## EXERCISE BRIEF
In the listing below, find every line containing "prompts" and copy it out.

## DATA EXTRACTS
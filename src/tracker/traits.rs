//! tracker::traits
//!
//! Issue tracker trait definition.
//!
//! # Design
//!
//! The `IssueTracker` trait is async because lookups involve network I/O.
//! The only question the workflows ask a tracker is "what is this issue
//! called?", which `switch` turns into a branch name.

use async_trait::async_trait;
use thiserror::Error;

use crate::core::types::IssueKey;

/// Errors from issue tracker lookups.
///
/// Messages never include the password.
#[derive(Debug, Clone, Error)]
pub enum TrackerError {
    /// The tracker answered with a non-success status.
    #[error(
        "Got non-success status code {status} while looking up JIRA issue {key}\nURL: {url}\nUsername: {username}"
    )]
    Status {
        /// Status code and reason, e.g. `404 Not Found`
        status: String,
        key: String,
        url: String,
        username: String,
    },

    /// The response body has no string `fields.summary`.
    #[error("Failed to parse successful response body while looking up JIRA issue {key}.\nURL: {url}")]
    Parse { key: String, url: String },

    /// Network or connection error.
    #[error("network error while looking up JIRA issue {key}: {message}")]
    Network { key: String, message: String },
}

/// Read access to an issue tracker.
#[async_trait]
pub trait IssueTracker: Send + Sync {
    /// The issue's one-line summary.
    async fn issue_summary(&self, key: &IssueKey) -> Result<String, TrackerError>;
}
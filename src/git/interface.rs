//! git::interface
//!
//! Process-backed git command executor.
//!
//! Every interaction with the repository is a single command line handed to
//! the `git` binary. Arguments are passed as one string and tokenized the
//! way a POSIX shell would (without expansion), so a quoted commit message
//! reaches git as a single argument.
//!
//! # Error Handling
//!
//! - [`GitExec::run_safe`] never fails. Spawn errors and unparseable argument
//!   strings come back as an unsuccessful [`CommandResult`].
//! - [`GitExec::run`] turns an unsuccessful result into a [`CommandFailure`]
//!   whose message carries the invoked arguments and any captured output.

use std::fmt;
use std::path::{Path, PathBuf};
use std::process::Command;

use thiserror::Error;
use tracing::debug;

/// The only remote this tool works against.
pub const REMOTE: &str = "origin";

/// Outcome of a single git invocation.
///
/// Produced once per executed command and consumed immediately by the
/// caller. Output is trimmed of surrounding whitespace.
#[derive(Debug, Clone, PartialEq, Eq, Default)]
pub struct CommandResult {
    /// Whether git exited with status 0.
    pub success: bool,
    /// Trimmed standard output.
    pub stdout: String,
    /// Trimmed standard error.
    pub stderr: String,
}

impl CommandResult {
    /// A successful result with the given stdout.
    pub fn ok(stdout: impl Into<String>) -> Self {
        Self {
            success: true,
            stdout: stdout.into(),
            stderr: String::new(),
        }
    }

    /// An unsuccessful result with the given stderr.
    pub fn failed(stderr: impl Into<String>) -> Self {
        Self {
            success: false,
            stdout: String::new(),
            stderr: stderr.into(),
        }
    }
}

/// A git command exited non-zero.
#[derive(Debug, Clone, PartialEq, Eq, Error)]
pub struct CommandFailure {
    /// The argument string that was invoked.
    pub args: String,
    /// Captured stdout.
    pub stdout: String,
    /// Captured stderr.
    pub stderr: String,
}

impl CommandFailure {
    /// Build a failure from the arguments and the captured result.
    pub fn new(args: &str, result: CommandResult) -> Self {
        Self {
            args: args.to_string(),
            stdout: result.stdout,
            stderr: result.stderr,
        }
    }
}

impl fmt::Display for CommandFailure {
    fn fmt(&self, f: &mut fmt::Formatter<'_>) -> fmt::Result {
        write!(f, "Command: git {}", self.args)?;
        if !self.stdout.trim().is_empty() {
            write!(f, "\n{}", self.stdout)?;
        }
        if !self.stderr.trim().is_empty() {
            write!(f, "\n{}", self.stderr)?;
        }
        Ok(())
    }
}

/// Executes git commands.
///
/// Implemented by [`Git`] for real repositories and by
/// [`super::mock::ScriptedGit`] for tests.
pub trait GitExec {
    /// Run a git command, capturing its outcome. Never fails.
    fn run_safe(&self, args: &str) -> CommandResult;

    /// Run a git command, returning stdout or a [`CommandFailure`] for a
    /// non-zero exit.
    fn run(&self, args: &str) -> Result<String, CommandFailure> {
        let result = self.run_safe(args);
        if result.success {
            Ok(result.stdout)
        } else {
            Err(CommandFailure::new(args, result))
        }
    }
}

/// Git executor that spawns the `git` binary in a working directory.
#[derive(Debug, Clone)]
pub struct Git {
    workdir: PathBuf,
}

impl Git {
    /// Create an executor rooted at `workdir`.
    pub fn new(workdir: &Path) -> Self {
        Self {
            workdir: workdir.to_path_buf(),
        }
    }

    /// The directory commands run in.
    pub fn workdir(&self) -> &Path {
        &self.workdir
    }
}

impl GitExec for Git {
    fn run_safe(&self, args: &str) -> CommandResult {
        let argv = match shell_words::split(args) {
            Ok(argv) => argv,
            Err(e) => {
                return CommandResult::failed(format!("cannot parse arguments: {}", e));
            }
        };

        debug!(workdir = %self.workdir.display(), %args, "git");

        let output = match Command::new("git")
            .args(&argv)
            .current_dir(&self.workdir)
            .output()
        {
            Ok(output) => output,
            Err(e) => return CommandResult::failed(format!("failed to run git: {}", e)),
        };

        let result = CommandResult {
            success: output.status.success(),
            stdout: String::from_utf8_lossy(&output.stdout).trim().to_string(),
            stderr: String::from_utf8_lossy(&output.stderr).trim().to_string(),
        };

        debug!(status = ?output.status.code(), success = result.success, "git exited");
        result
    }
}

#[cfg(test)]
mod tests {
    use super::*;
    use tempfile::TempDir;

    mod command_failure {
        use super::*;

        #[test]
        fn message_includes_args_and_output() {
            let err = CommandFailure::new(
                "merge --ff-only origin/main",
                CommandResult {
                    success: false,
                    stdout: "Updating 1234..5678".into(),
                    stderr: "fatal: Not possible to fast-forward, aborting.".into(),
                },
            );
            let msg = err.to_string();
            assert!(msg.starts_with("Command: git merge --ff-only origin/main"));
            assert!(msg.contains("Updating 1234..5678"));
            assert!(msg.contains("Not possible to fast-forward"));
        }

        #[test]
        fn blank_output_is_omitted() {
            let err = CommandFailure::new("fetch --prune", CommandResult::failed("   "));
            assert_eq!(err.to_string(), "Command: git fetch --prune");
        }
    }

    mod process {
        use super::*;

        #[test]
        fn run_returns_trimmed_stdout() {
            let dir = TempDir::new().unwrap();
            let git = Git::new(dir.path());
            let out = git.run("--version").unwrap();
            assert!(out.starts_with("git version"));
            assert!(!out.ends_with('\n'));
        }

        #[test]
        fn run_fails_outside_repository() {
            let dir = TempDir::new().unwrap();
            let git = Git::new(dir.path());
            let err = git.run("rev-parse --abbrev-ref HEAD").unwrap_err();
            assert_eq!(err.args, "rev-parse --abbrev-ref HEAD");
            assert!(!err.stderr.is_empty());
        }

        #[test]
        fn run_safe_reports_unbalanced_quotes() {
            let dir = TempDir::new().unwrap();
            let git = Git::new(dir.path());
            let result = git.run_safe("commit -m \"unterminated");
            assert!(!result.success);
            assert!(result.stderr.contains("cannot parse arguments"));
        }

        #[test]
        fn quoted_argument_is_one_token() {
            let dir = TempDir::new().unwrap();
            let git = Git::new(dir.path());
            git.run("init -q").unwrap();
            git.run("config user.email \"test@example.com\"").unwrap();
            git.run("config user.name \"Test User\"").unwrap();
            git.run("commit --allow-empty -m \"two words\n\nsaid \\\"hi\\\"\"")
                .unwrap();
            let body = git.run("log -1 --format=%B").unwrap();
            assert_eq!(body, "two words\n\nsaid \"hi\"");
        }
    }
}
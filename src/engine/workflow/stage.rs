//! stage / unstage: add or reset paths on an issue branch.

use std::io::Write;

use crate::engine::error::WorkflowError;
use crate::engine::state::{get_state, requirements};
use crate::engine::step::StepLog;
use crate::git::GitExec;

/// Stage `globs`, or everything when empty.
pub fn stage<W: Write>(
    git: &dyn GitExec,
    log: &mut StepLog<W>,
    globs: &[String],
) -> Result<(), WorkflowError> {
    apply(git, log, "add", "Add", globs)
}

/// Unstage `globs`, or everything when empty.
pub fn unstage<W: Write>(
    git: &dyn GitExec,
    log: &mut StepLog<W>,
    globs: &[String],
) -> Result<(), WorkflowError> {
    apply(git, log, "reset", "Reset", globs)
}

fn apply<W: Write>(
    git: &dyn GitExec,
    log: &mut StepLog<W>,
    command: &str,
    verb: &str,
    globs: &[String],
) -> Result<(), WorkflowError> {
    let state = get_state(git, log, &requirements::WORK_IN_PROGRESS)?;
    if state.on_default() {
        return Err(WorkflowError::StageOnDefault(state.default_branch));
    }

    let paths = if globs.is_empty() {
        log.step(format!("{} all changes", verb));
        ".".to_string()
    } else {
        log.step(format!("{} specified changes", verb));
        shell_words::join(globs)
    };

    git.run(&format!("{} {}", command, paths))?;
    Ok(())
}
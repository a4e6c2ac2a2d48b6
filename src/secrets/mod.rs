//! secrets
//!
//! Credential storage for the issue-tracker password.
//!
//! # Providers
//!
//! - [`FileSecretStore`]: `~/.sdn/secrets.toml`, 0600 permissions (default)
//! - `KeychainSecretStore`: OS keychain (requires the `keychain` feature)
//!
//! Use [`create_store`] to pick one from configuration.

mod file_store;
#[cfg(feature = "keychain")]
mod keychain_store;
mod traits;

pub use file_store::FileSecretStore;
#[cfg(feature = "keychain")]
pub use keychain_store::KeychainSecretStore;
pub use traits::{SecretError, SecretStore};

/// The default secret store provider name.
pub const DEFAULT_PROVIDER: &str = "file";

/// Provider names accepted in configuration.
pub const VALID_PROVIDERS: [&str; 2] = ["file", "keychain"];

/// Create a secret store based on the provider name.
///
/// # Errors
///
/// Unknown provider names, and `keychain` without the `keychain` feature.
pub fn create_store(provider: &str) -> Result<Box<dyn SecretStore>, SecretError> {
    match provider {
        "file" => Ok(Box::new(FileSecretStore::new()?)),
        #[cfg(feature = "keychain")]
        "keychain" => Ok(Box::new(KeychainSecretStore::new()?)),
        #[cfg(not(feature = "keychain"))]
        "keychain" => Err(SecretError::ProviderNotAvailable(
            "keychain support not enabled (compile with --features keychain)".into(),
        )),
        other => Err(SecretError::ProviderNotAvailable(format!(
            "unknown secret provider: '{}' (valid: {})",
            other,
            VALID_PROVIDERS.join(", ")
        ))),
    }
}

#[cfg(test)]
mod tests {
    use super::*;

    #[test]
    fn unknown_provider_rejected() {
        match create_store("vault") {
            Err(SecretError::ProviderNotAvailable(msg)) => assert!(msg.contains("vault")),
            Err(e) => panic!("unexpected error type: {:?}", e),
            Ok(_) => panic!("expected error"),
        }
    }

    #[cfg(not(feature = "keychain"))]
    #[test]
    fn keychain_requires_feature() {
        let err = create_store("keychain").err().expect("expected error");
        assert!(err.to_string().contains("not enabled"));
    }
}
//! Branch-level commands: sync, reset, switch, close.

use std::io::Write;

use anyhow::Result;
use tracing::{debug, warn};

use crate::core::config::{Config, ConfigError, JiraSettings};
use crate::engine::workflow::{self, CloseOutcome};
use crate::engine::{Context, StepLog, WorkflowError};
use crate::secrets;
use crate::tracker::JiraTracker;
use crate::ui::output::{self, Verbosity};
use crate::ui::prompts::{self, PromptError};

/// Update the current branch from default.
pub fn sync<W: Write>(ctx: &Context, log: &mut StepLog<W>) -> Result<u8> {
    log.capture(|log| {
        let git = ctx.git()?;
        workflow::sync(&git, log)?;
        Ok(())
    })
}

/// Return to an up-to-date default branch.
pub fn reset<W: Write>(ctx: &Context, log: &mut StepLog<W>, force: bool) -> Result<u8> {
    log.capture(|log| {
        let git = ctx.git()?;
        workflow::reset(&git, log, force)?;
        Ok(())
    })
}

/// Switch to the branch for a Jira issue.
///
/// Configuration and the password are resolved before git is touched.
pub fn switch<W: Write>(ctx: &Context, log: &mut StepLog<W>, issue: &str) -> Result<u8> {
    log.capture(|log| {
        let settings = jira_settings()?;
        let tracker = JiraTracker::new(&settings);
        let git = ctx.git()?;

        let rt = tokio::runtime::Runtime::new()?;
        rt.block_on(workflow::switch(
            &git,
            log,
            &tracker,
            issue,
            &settings.default_issue_prefix,
        ))?;
        Ok(())
    })
}

/// Squash, push, and delete the current branch.
///
/// Without `yes`, asks first; a non-interactive session declines.
pub fn close<W: Write>(ctx: &Context, log: &mut StepLog<W>, yes: bool) -> Result<u8> {
    let interactive = ctx.interactive;
    let verbosity = Verbosity::from_flags(ctx.quiet, ctx.debug);

    log.capture(|log| {
        let git = ctx.git()?;
        let outcome = workflow::close(&git, log, |question| yes || confirm(question, interactive))?;
        if outcome == CloseOutcome::Declined {
            output::print("Nothing changed.", verbosity);
        }
        Ok(())
    })
}

fn jira_settings() -> Result<JiraSettings, WorkflowError> {
    let config = Config::load()?;
    let store = secrets::create_store(config.secrets_provider()).map_err(ConfigError::from)?;
    Ok(config.jira_settings(store.as_ref())?)
}

fn confirm(question: &str, interactive: bool) -> bool {
    match prompts::confirm(question, interactive) {
        Ok(answer) => answer,
        Err(PromptError::NotInteractive) => {
            debug!("not interactive, treating confirmation as declined");
            false
        }
        Err(e) => {
            warn!(error = %e, "could not read confirmation");
            false
        }
    }
}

## RESULT FOR THIS TASK
use crate::ui::prompts::{self, PromptError};
    match prompts::confirm(question, interactive) {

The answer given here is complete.